Elucubrações convenientemente oportunistas têm sido publicadas nas redes sociais, ou veiculadas na grande mídia sobre os futuros julgamentos, se houver a denúncia pela Procuradoria Geral da República (PGR) ao Supremo Tribunal Federal (STF), das 37 pessoas indiciadas pela Polícia Federal, entre estas, o ex Presidente Bolsonaro, além de um número expressivo de militares e de alguns civis pelos crimes de: Abolição violenta do estado democrático de direito, organização criminosa, tentativa de golpe de Estado e plano de assassinato do Presidente da República, Luís Inácio Lula da Silva, do Vice Presidente Geraldo Alckmin e do Ministro do STF Alexandre de Moraes.

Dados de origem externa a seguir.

//! Per-hand grip state machine.
//!
//! Each hand is a small sphere which is dragged toward its controller's target position through
//! the world. A hand which touches world geometry "grips" it, and from then on the difference
//! between where the controller is and where the hand is stuck becomes body movement. A gripping
//! hand lets go once its controller has moved far enough away from the contact and there's a
//! clear path from the body to the controller.

use crate::{
    physics::{
        world_geometry::WorldGeometry,
        sweep_slide::SweepSlide,
    },
    util_vec::safe_normal,
};
use std::ops::{
    Index,
    IndexMut,
};
use serde::{Serialize, Deserialize};
use vek::*;


/// Which hand.
#[derive(Debug, Copy, Clone, Eq, PartialEq, Ord, PartialOrd, Hash, Serialize, Deserialize)]
#[repr(u8)]
pub enum HandSide {
    Left,
    Right,
}

pub const NUM_HAND_SIDES: usize = 2;

/// Storage of `T` for each hand.
#[derive(Debug, Copy, Clone, Eq, PartialEq, Ord, PartialOrd, Hash, Default)]
pub struct PerHand<T>(pub [T; NUM_HAND_SIDES]);

/// Both hands, in the order they're processed each tick.
pub const HAND_SIDES: PerHand<HandSide> = PerHand([HandSide::Left, HandSide::Right]);

impl<T> PerHand<T> {
    pub fn new(left: T, right: T) -> Self {
        PerHand([left, right])
    }

    pub fn map<B, F>(self, f: F) -> PerHand<B>
    where
        F: FnMut(T) -> B,
    {
        PerHand(self.0.map(f))
    }

    pub fn iter(&self) -> impl Iterator<Item=&T> {
        self.0.iter()
    }
}

impl<T: Clone> PerHand<T> {
    pub fn repeat(val: T) -> Self {
        PerHand([val.clone(), val])
    }
}

impl<T> Index<HandSide> for PerHand<T> {
    type Output = T;

    fn index(&self, i: HandSide) -> &Self::Output {
        &self.0[i as usize]
    }
}

impl<T> IndexMut<HandSide> for PerHand<T> {
    fn index_mut(&mut self, i: HandSide) -> &mut Self::Output {
        &mut self.0[i as usize]
    }
}

impl<T> IntoIterator for PerHand<T> {
    type Item = T;
    type IntoIter = <[T; NUM_HAND_SIDES] as IntoIterator>::IntoIter;

    fn into_iter(self) -> Self::IntoIter {
        self.0.into_iter()
    }
}


/// World-space pose of a tracked hand controller.
#[derive(Debug, Copy, Clone, PartialEq)]
pub struct HandPose {
    pub pos: Vec3<f32>,
    pub rot: Quaternion<f32>,
}

impl HandPose {
    /// Pose at `pos` with identity rotation.
    pub fn at(pos: Vec3<f32>) -> Self {
        HandPose {
            pos,
            rot: Quaternion::identity(),
        }
    }

    /// Where the hand wants to be this tick: the controller position plus `offset` rotated into
    /// world space, clamped to within `max_arm_length` of `head`.
    pub fn target(self, offset: Vec3<f32>, head: Vec3<f32>, max_arm_length: f32) -> Vec3<f32> {
        clamp_to_reach(self.pos + self.rot * offset, head, max_arm_length)
    }
}

/// Clamp `pos` to a sphere of radius `max_arm_length` around `head`.
pub fn clamp_to_reach(pos: Vec3<f32>, head: Vec3<f32>, max_arm_length: f32) -> Vec3<f32> {
    let offset = pos - head;
    if offset.magnitude() < max_arm_length {
        pos
    } else {
        head + safe_normal(offset) * max_arm_length
    }
}


/// Grip state of a hand.
#[derive(Debug, Copy, Clone, Eq, PartialEq, Hash)]
pub enum GripState {
    /// Not touching anything.
    Free,
    /// Touching world geometry and driving body motion.
    Gripping,
}

/// Result of `Hand::check_unstick`.
#[derive(Debug, Copy, Clone, Eq, PartialEq, Hash)]
pub enum Unstick {
    /// Hand wasn't gripping in the first place.
    NotGripping,
    /// Hand's target is still within the unstick distance of its contact.
    WithinDistance,
    /// Hand's target is far enough away, but something is between it and the body.
    Obstructed,
    /// Hand let go and snapped to its target.
    Released,
}

/// Contact state of one hand. Persists across ticks.
#[derive(Debug, Clone, PartialEq)]
pub struct Hand {
    side: HandSide,
    /// Resolved position as of the last resolution.
    pos: Vec3<f32>,
    /// Most recent position at which the resolver reported contact.
    last_contact: Option<Vec3<f32>>,
    colliding: bool,
    was_colliding: bool,
}

impl Hand {
    /// Free hand at `pos`.
    pub fn new(side: HandSide, pos: Vec3<f32>) -> Self {
        Hand {
            side,
            pos,
            last_contact: None,
            colliding: false,
            was_colliding: false,
        }
    }

    pub fn side(&self) -> HandSide {
        self.side
    }

    /// Resolved hand position, which is what should be displayed.
    pub fn pos(&self) -> Vec3<f32> {
        self.pos
    }

    pub fn last_contact(&self) -> Option<Vec3<f32>> {
        self.last_contact
    }

    pub fn is_colliding(&self) -> bool {
        self.colliding
    }

    pub fn was_colliding(&self) -> bool {
        self.was_colliding
    }

    pub fn state(&self) -> GripState {
        if self.colliding {
            GripState::Gripping
        } else {
            GripState::Free
        }
    }

    /// Whether this hand is gripping this tick or was gripping last tick.
    pub fn grip_engaged(&self) -> bool {
        self.colliding || self.was_colliding
    }

    /// Start a new tick. Contact has to be re-established every tick.
    pub fn begin_tick(&mut self) {
        self.colliding = false;
    }

    /// Finish a tick, remembering whether the hand ended it gripping.
    pub fn end_tick(&mut self) {
        self.was_colliding = self.colliding;
    }

    /// Detect whether the hand grips something on its way to `target`, with the given gravity
    /// bias added to its movement.
    ///
    /// Returns the body displacement this hand asks for, which is zero unless it grips. A hand
    /// which was already gripping holds the body at its previous position, whereas a fresh grip
    /// holds it where the hand just landed.
    pub fn detect_grip<W: WorldGeometry + ?Sized>(
        &mut self,
        resolver: &SweepSlide<W>,
        target: Vec3<f32>,
        gravity_bias: Vec3<f32>,
    ) -> Vec3<f32> {
        let resolved = resolver.resolve(self.pos, target - self.pos + gravity_bias);
        if !resolved.hit {
            return Vec3::zero();
        }

        self.colliding = true;
        self.last_contact = Some(resolved.pos);
        if self.was_colliding {
            self.pos - target
        } else {
            trace!(side = ?self.side, pos = ?resolved.pos, "hand grabbed");
            resolved.pos - target
        }
    }

    /// Move the hand toward `target` along this tick's displacement only, staying pinned to any
    /// surface it touches.
    pub fn settle<W: WorldGeometry + ?Sized>(
        &mut self,
        resolver: &SweepSlide<W>,
        target: Vec3<f32>,
    ) {
        let resolved = resolver.resolve(self.pos, target - self.pos);
        if resolved.hit {
            self.pos = resolved.pos;
            self.last_contact = Some(resolved.pos);
            self.colliding = true;
        } else {
            self.pos = target;
        }
    }

    /// Let go of the surface if the target has moved more than `unstick_distance` away from the
    /// contact and nothing obstructs the path from `body` to the target.
    pub fn check_unstick<W: WorldGeometry + ?Sized>(
        &mut self,
        resolver: &SweepSlide<W>,
        body: Vec3<f32>,
        target: Vec3<f32>,
        unstick_distance: f32,
    ) -> Unstick {
        if !self.colliding {
            return Unstick::NotGripping;
        }
        if (target - self.pos).magnitude() <= unstick_distance {
            return Unstick::WithinDistance;
        }
        if resolver.line_of_sight(body, target).is_some() {
            return Unstick::Obstructed;
        }

        trace!(side = ?self.side, "hand released");
        self.colliding = false;
        self.pos = target;
        Unstick::Released
    }
}


#[cfg(test)]
use crate::{
    physics::{
        aa_box::AaBox,
        box_world::BoxWorld,
    },
    settings::Settings,
};
#[cfg(test)]
use std::f32::consts::FRAC_PI_2;

/// Ground whose top surface is the plane z = -50.
#[cfg(test)]
fn ground() -> BoxWorld {
    BoxWorld::new()
        .with(AaBox::from_corners(Vec3::new(-500.0, -500.0, -150.0), Vec3::new(500.0, 500.0, -50.0)))
}

#[cfg(test)]
fn gripping_hand(resolver: &SweepSlide<BoxWorld>) -> Hand {
    let mut hand = Hand::new(HandSide::Left, Vec3::new(30.0, 0.0, -40.0));
    hand.begin_tick();
    let target = Vec3::new(30.0, 0.0, -60.0);
    hand.detect_grip(resolver, target, Vec3::zero());
    hand.settle(resolver, target);
    assert!(hand.is_colliding());
    hand
}

#[test]
fn test_clamp_to_reach() {
    let clamped = clamp_to_reach(Vec3::new(160.0, 0.0, 0.0), Vec3::zero(), 150.0);
    assert!((clamped - Vec3::new(150.0, 0.0, 0.0)).magnitude() < 1e-4);

    let inside = Vec3::new(30.0, -40.0, 20.0);
    assert_eq!(clamp_to_reach(inside, Vec3::zero(), 150.0), inside);

    let head = Vec3::new(10.0, 10.0, 170.0);
    let clamped = clamp_to_reach(Vec3::new(10.0, 10.0, -200.0), head, 150.0);
    assert!((clamped - Vec3::new(10.0, 10.0, 20.0)).magnitude() < 1e-3);
}

#[test]
fn test_target_applies_rotated_offset() {
    let pose = HandPose {
        pos: Vec3::new(20.0, 0.0, 0.0),
        rot: Quaternion::rotation_z(FRAC_PI_2),
    };
    let target = pose.target(Vec3::new(10.0, 0.0, 0.0), Vec3::zero(), 150.0);
    assert!((target - Vec3::new(20.0, 10.0, 0.0)).magnitude() < 1e-4);
}

#[test]
fn test_per_hand_indexing() {
    let mut per = PerHand::repeat(0);
    per[HandSide::Right] = 7;
    assert_eq!(per.0, [0, 7]);
    assert_eq!(HAND_SIDES.map(|side| per[side] + 1), PerHand::new(1, 8));
}

#[test]
fn test_free_flight_passthrough() {
    let world = ground();
    let resolver = SweepSlide::new(&world, &[], &Settings::default());
    let mut hand = Hand::new(HandSide::Right, Vec3::new(0.0, 0.0, 0.0));
    let target = Vec3::new(12.0, -5.0, 8.0);
    hand.begin_tick();
    let contribution = hand.detect_grip(&resolver, target, Vec3::new(0.0, 0.0, -0.25));
    hand.settle(&resolver, target);
    assert_eq!(contribution, Vec3::zero());
    assert!(!hand.is_colliding());
    assert_eq!(hand.state(), GripState::Free);
    assert_eq!(hand.pos(), target);
    assert_eq!(hand.last_contact(), None);
}

#[test]
fn test_fresh_grip_pushes_body_away_from_surface() {
    let world = ground();
    let resolver = SweepSlide::new(&world, &[], &Settings::default());
    let mut hand = Hand::new(HandSide::Left, Vec3::new(30.0, 0.0, -40.0));
    hand.begin_tick();
    let target = Vec3::new(30.0, 0.0, -60.0);
    let contribution = hand.detect_grip(&resolver, target, Vec3::zero());
    assert!(hand.is_colliding());
    // hand stayed above the ground, so the body has to rise by about the distance the
    // controller sank
    assert!(contribution.z > 15.0 && contribution.z < 20.5, "{:?}", contribution);
    assert!(contribution.x.abs() < 1e-3 && contribution.y.abs() < 1e-3);

    hand.settle(&resolver, target);
    assert!(hand.pos().z > -45.0);
    assert_eq!(hand.last_contact(), Some(hand.pos()));
}

#[test]
fn test_held_grip_uses_previous_position() {
    let world = ground();
    let resolver = SweepSlide::new(&world, &[], &Settings::default());
    let mut hand = gripping_hand(&resolver);
    hand.end_tick();
    let held = hand.pos();

    hand.begin_tick();
    let target = held + Vec3::new(0.0, 0.0, -15.0);
    let contribution = hand.detect_grip(&resolver, target, Vec3::zero());
    assert!((contribution - (held - target)).magnitude() < 1e-5);
}

#[test]
fn test_unstick_requires_distance() {
    let world = ground();
    let resolver = SweepSlide::new(&world, &[], &Settings::default());
    let mut hand = gripping_hand(&resolver);
    let held = hand.pos();

    // clear path, but not far enough
    let target = held + Vec3::new(0.0, 0.0, 5.0);
    let body = Vec3::new(0.0, 0.0, 20.0);
    assert_eq!(hand.check_unstick(&resolver, body, target, 10.0), Unstick::WithinDistance);
    assert!(hand.is_colliding());
    assert_eq!(hand.pos(), held);
}

#[test]
fn test_unstick_requires_clear_path() {
    let world = ground();
    let resolver = SweepSlide::new(&world, &[], &Settings::default());
    let mut hand = gripping_hand(&resolver);
    let held = hand.pos();

    // far enough, but the ground is in the way
    let target = Vec3::new(30.0, 0.0, -80.0);
    let body = Vec3::new(0.0, 0.0, 20.0);
    assert_eq!(hand.check_unstick(&resolver, body, target, 10.0), Unstick::Obstructed);
    assert!(hand.is_colliding());
    assert_eq!(hand.pos(), held);
}

#[test]
fn test_unstick_releases() {
    let world = ground();
    let resolver = SweepSlide::new(&world, &[], &Settings::default());
    let mut hand = gripping_hand(&resolver);

    let target = Vec3::new(30.0, 0.0, -20.0);
    let body = Vec3::new(0.0, 0.0, 20.0);
    assert_eq!(hand.check_unstick(&resolver, body, target, 10.0), Unstick::Released);
    assert!(!hand.is_colliding());
    assert_eq!(hand.pos(), target);

    assert_eq!(hand.check_unstick(&resolver, body, target, 10.0), Unstick::NotGripping);
}
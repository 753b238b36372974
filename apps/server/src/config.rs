//! Server configuration.
//!
//! Supports loading from YAML files with environment variable overrides.

use std::net::IpAddr;
use std::path::Path;

use anyhow::{Context, Result};
use serde::Deserialize;

/// Server configuration loaded from YAML with environment overrides.
#[derive(Debug, Deserialize)]
#[serde(default)]
pub struct ServerConfig {
    /// Port to bind the callback HTTP server to.
    /// Override: `EMBERCAST_BIND_PORT`
    pub bind_port: u16,

    /// IP address to advertise to the renderer for GENA callbacks.
    /// This should be an IP the renderer can reach. If not specified,
    /// auto-detection is attempted.
    /// Override: `EMBERCAST_ADVERTISE_IP`
    pub advertise_ip: Option<IpAddr>,

    /// IP address of the renderer to control.
    /// Override: `EMBERCAST_RENDERER_IP`
    pub renderer_ip: Option<String>,

    /// Base URL of the media conversion service.
    /// Override: `EMBERCAST_MEDIA_SERVICE_URL`
    pub media_service_url: Option<String>,

    /// Engine tunables (thresholds and intervals).
    pub engine: embercast_core::EngineConfig,
}

impl Default for ServerConfig {
    fn default() -> Self {
        Self {
            bind_port: 49600,
            advertise_ip: None,
            renderer_ip: None,
            media_service_url: None,
            engine: embercast_core::EngineConfig::default(),
        }
    }
}

impl ServerConfig {
    /// Loads configuration from a YAML file, then applies environment overrides.
    pub fn load(path: Option<&Path>) -> Result<Self> {
        let mut config = if let Some(path) = path {
            let content = std::fs::read_to_string(path)
                .with_context(|| format!("Failed to read config file: {}", path.display()))?;
            serde_yaml::from_str(&content)
                .with_context(|| format!("Failed to parse config file: {}", path.display()))?
        } else {
            Self::default()
        };

        config.apply_env_overrides();
        Ok(config)
    }

    /// Applies environment variable overrides to the configuration.
    fn apply_env_overrides(&mut self) {
        if let Ok(val) = std::env::var("EMBERCAST_BIND_PORT") {
            if let Ok(port) = val.parse() {
                self.bind_port = port;
            }
        }

        if let Ok(val) = std::env::var("EMBERCAST_ADVERTISE_IP") {
            if let Ok(ip) = val.parse() {
                self.advertise_ip = Some(ip);
            }
        }

        if let Ok(val) = std::env::var("EMBERCAST_RENDERER_IP") {
            if !val.is_empty() {
                self.renderer_ip = Some(val);
            }
        }

        if let Ok(val) = std::env::var("EMBERCAST_MEDIA_SERVICE_URL") {
            if !val.is_empty() {
                self.media_service_url = Some(val);
            }
        }
    }
}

O intuito dessas publicações, como a de Tarcísio de Freitas (Republicanos), de Flávio Bolsonaro (PL) e de Janaína Paschoal (PP), entre outros que simpatizam com o bolsonarismo, é seguramente confundir a opinião pública, uma vez que essas elucubrações não se sustentam. Para os distraídos, entretanto, bastam narrativas repetidas para tornarem-se validadas e espalhadas em rodas de conversa, como: “há uma narrativa disseminada contra o Presidente Jair Bolsonaro e que carece de provas”; “pensar em matar não é crime; “para ser golpe de estado teria que ser intentado pela totalidade das forças armadas”. São muitas teses sem fundamento nenhum, mas com fins ideológicos de minimização dos fatos estarrecedores, ocorridos ao longo do ano 2022.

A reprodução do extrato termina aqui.